Guido Rademachers, Freies Werkstatt Theater:
Es ist wichtig, dass Theater, das in der Prioritätenliste der Politiker erschreckend weit hinten liegt, nun wieder eine Rolle spielen kann. Es ist gut, dass wieder Kommunikation im öffentlichen Raum stattfindet, von Angesicht zu Angesicht. Und es macht Lust, wieder dorthin zurückzukehren, wo Bretter die Welt bedeuten, nachdem so lange die digitale Welt tonangebend war.

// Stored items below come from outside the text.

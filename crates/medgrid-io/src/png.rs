//! PNG export
//!
//! Grids are written as single-channel grayscale PNGs, either keeping the
//! full 16-bit samples or stretched linearly into 8 bits for viewing.

use crate::{IoError, IoResult};
use ::png::{BitDepth, ColorType, Decoder, Encoder, Transformations};
use medgrid_core::Grid16;
use std::fs::File;
use std::io::{BufRead, BufReader, BufWriter, Seek, Write};
use std::path::Path;

/// Sample depth of a written PNG
#[derive(Debug, Clone, Copy, PartialEq, Eq, Default)]
pub enum PngDepth {
    /// Keep the original 16-bit samples
    #[default]
    Sixteen,
    /// Rescale `[min, max]` of the grid to `[0, 255]`
    Eight,
}

/// Read a grayscale PNG (8 or 16 bits per sample) into a grid.
pub fn read_png<R: BufRead + Seek>(reader: R) -> IoResult<Grid16> {
    let mut decoder = Decoder::new(reader);
    decoder.set_transformations(Transformations::IDENTITY);
    let mut reader = decoder
        .read_info()
        .map_err(|e| IoError::DecodeError(format!("PNG decode error: {}", e)))?;

    let (color_type, bit_depth) = reader.output_color_type();
    if color_type != ColorType::Grayscale
        || !matches!(bit_depth, BitDepth::Eight | BitDepth::Sixteen)
    {
        return Err(IoError::UnsupportedFormat(format!(
            "unsupported PNG format: {:?} {:?}",
            color_type, bit_depth
        )));
    }

    let buf_size = reader
        .output_buffer_size()
        .ok_or_else(|| IoError::DecodeError("failed to get output buffer size".to_string()))?;
    let mut buf = vec![0; buf_size];
    let output_info = reader
        .next_frame(&mut buf)
        .map_err(|e| IoError::DecodeError(format!("PNG frame error: {}", e)))?;

    let width = output_info.width;
    let height = output_info.height;
    let bytes_per_row = output_info.line_size;
    let mut data = Vec::with_capacity((width as usize) * (height as usize));

    for y in 0..height as usize {
        let row = &buf[y * bytes_per_row..(y + 1) * bytes_per_row];
        match bit_depth {
            BitDepth::Sixteen => data.extend(
                row.chunks_exact(2)
                    .take(width as usize)
                    .map(|b| u16::from_be_bytes([b[0], b[1]])),
            ),
            _ => data.extend(row.iter().take(width as usize).map(|&b| b as u16)),
        }
    }

    Ok(Grid16::from_data(width, height, data)?)
}

/// Read a grayscale PNG file.
pub fn read_png_file(path: impl AsRef<Path>) -> IoResult<Grid16> {
    let file = File::open(path.as_ref())?;
    read_png(BufReader::new(file))
}

/// Write a grid as a grayscale PNG.
pub fn write_png<W: Write>(grid: &Grid16, writer: W, depth: PngDepth) -> IoResult<()> {
    let (width, height) = grid.dimensions();

    let mut encoder = Encoder::new(writer, width, height);
    encoder.set_color(ColorType::Grayscale);
    encoder.set_depth(match depth {
        PngDepth::Sixteen => BitDepth::Sixteen,
        PngDepth::Eight => BitDepth::Eight,
    });

    let mut writer = encoder
        .write_header()
        .map_err(|e| IoError::EncodeError(format!("PNG header error: {}", e)))?;

    let data: Vec<u8> = match depth {
        PngDepth::Sixteen => grid.data().iter().flat_map(|v| v.to_be_bytes()).collect(),
        PngDepth::Eight => scale_to_8bit(grid),
    };

    writer
        .write_image_data(&data)
        .map_err(|e| IoError::EncodeError(format!("PNG write error: {}", e)))?;

    Ok(())
}

/// Write a grid to a PNG file.
pub fn write_png_file(grid: &Grid16, path: impl AsRef<Path>, depth: PngDepth) -> IoResult<()> {
    let file = File::create(path.as_ref())?;
    write_png(grid, BufWriter::new(file), depth)
}

/// Linear stretch of `[min, max]` to `[0, 255]`, truncating.
///
/// A constant grid maps to all zeros.
fn scale_to_8bit(grid: &Grid16) -> Vec<u8> {
    let min = grid.min_value();
    let max = grid.max_value();
    if max == min {
        return vec![0; grid.len()];
    }

    let scale = 255.0 / (max - min) as f32;
    grid.data()
        .iter()
        .map(|&v| (((v - min) as f32 * scale).clamp(0.0, 255.0)) as u8)
        .collect()
}
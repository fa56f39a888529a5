//! Intensity correction regression test
//!
//! Runs the low/high exposure correction from files on disk:
//!   (1) gain maps loaded from a calibration directory
//!   (2) corrected output checked against an independent computation
//!       built on the brute-force median oracle
//!   (3) corrected intensities and their ratio match the calibration

use medgrid_core::{GridF32, Trim};
use medgrid_io::{
    ByteOrder, GAIN_FILE_HIGH, GAIN_FILE_LOW, INTENSITY_HIGH, INTENSITY_LOW, PairCorrection,
    RawSpec, write_gain_csv, write_raw_file,
};
use medgrid_test::{RegParams, random_grid, reference_median_filter};
use std::fs::{self, File};
use std::path::PathBuf;

fn scratch_dir(name: &str) -> PathBuf {
    let dir = std::env::temp_dir().join(format!("medgrid_corr_{}_{}", name, std::process::id()));
    let _ = fs::remove_dir_all(&dir);
    fs::create_dir_all(&dir).expect("create scratch dir");
    dir
}

fn gain_map(width: u32, height: u32, tilt: f32) -> GridF32 {
    let data = (0..height)
        .flat_map(|y| (0..width).map(move |x| 1.0 + tilt * (x + y) as f32))
        .collect();
    GridF32::from_data(width, height, data).expect("gain map")
}

#[test]
fn correction_reg_pair_from_files() {
    let mut rp = RegParams::new("correction_pair");
    let dir = scratch_dir("pair");

    let (w, h) = (30u32, 24u32);
    let trim = Trim::new(2, 3, 5, 1);
    let (cw, ch) = (w - 3 - 5, h - 2 - 1);

    let gains_low = gain_map(cw, ch, 0.01);
    let gains_high = gain_map(cw, ch, 0.02);
    write_gain_csv(&gains_low, File::create(dir.join(GAIN_FILE_LOW)).unwrap()).unwrap();
    write_gain_csv(&gains_high, File::create(dir.join(GAIN_FILE_HIGH)).unwrap()).unwrap();

    let low = random_grid(w, h, 9000, 41);
    let high = random_grid(w, h, 15000, 42);
    write_raw_file(&low, dir.join("low.raw"), ByteOrder::Little).unwrap();
    write_raw_file(&high, dir.join("high.raw"), ByteOrder::Little).unwrap();

    let mut pair = PairCorrection::from_calibration_dir(&dir).expect("load gain maps");
    // Gain values survive the CSV text form exactly
    rp.compare_values(1.0, (pair.low.gains == gains_low) as u8 as f64, 0.0);
    rp.compare_values(1.0, (pair.high.gains == gains_high) as u8 as f64, 0.0);
    pair.low.trim = trim;
    pair.high.trim = trim;

    let out = pair
        .apply_raw_files(dir.join("low.raw"), dir.join("high.raw"), &RawSpec::new(w, h))
        .expect("correct pair");

    // Independent: crop, oracle median, gains, normalize by top-half mean
    let denoised = reference_median_filter(&low.crop(&trim).unwrap(), 3);
    let flat = GridF32::from_grid(&denoised).mul(&gains_low).unwrap();
    let scale = INTENSITY_LOW / flat.mean_of_top_half();
    for (i, (&f, &o)) in flat.data().iter().zip(out.low.data()).enumerate() {
        if !rp.compare_values(f as f64 * scale, o as f64, 0.01) {
            eprintln!("  sample {}", i);
            break;
        }
    }

    rp.compare_values(INTENSITY_LOW, out.mean_low, 0.05);
    rp.compare_values(INTENSITY_HIGH, out.mean_high, 0.05);
    rp.compare_values(INTENSITY_HIGH / INTENSITY_LOW, out.ratio(), 1e-5);
    rp.compare_values(0.0, out.ratio_deviation(), 1e-4);

    let _ = fs::remove_dir_all(&dir);
    assert!(rp.cleanup(), "correction_pair regression test failed");
}

#[test]
fn correction_reg_missing_gain_map() {
    let dir = scratch_dir("missing");
    assert!(PairCorrection::from_calibration_dir(&dir).is_err());
    let _ = fs::remove_dir_all(&dir);
}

Dass Sicherheitsabstände im Zuschauerraum und auf der Bühne eingehalten werden müssen, kann lustig, grotesk oder auch traurig sein. Das ist der Kommentar zum „Corona-Menschen“, den das Theater jetzt gibt. Der Blick auf das Bühnengeschehen wird sich ändern. Ein Beispiel: Unser „Werther“ mit seinem geradezu prophetischen Bühnenbild, einem „Schutzvorhang“ zwischen Bühne und Zuschauerraum, liest sich plötzlich als ein vom Virus der Liebe infizierter Modellfall seelischer Isolation. In anderen Stücken wird die Distanz auf der Bühne die Absurdität menschlicher Begegnungen deutlicher machen, in wieder anderen kann die Sehnsucht nach Nähe neu und unerwartet zum Vorschein kommen.
Das FWT hat mit seinem großzügigen Foyer und dem Innenhof alle Möglichkeiten, trotz strenger, mit dem Gesundheitsamt abgesprochener Hygienemaßnahmen einen entspannten Theaterabend zu gewährleisten. Der Zuschauerraum erlaubt es, Schutzmasken abzunehmen.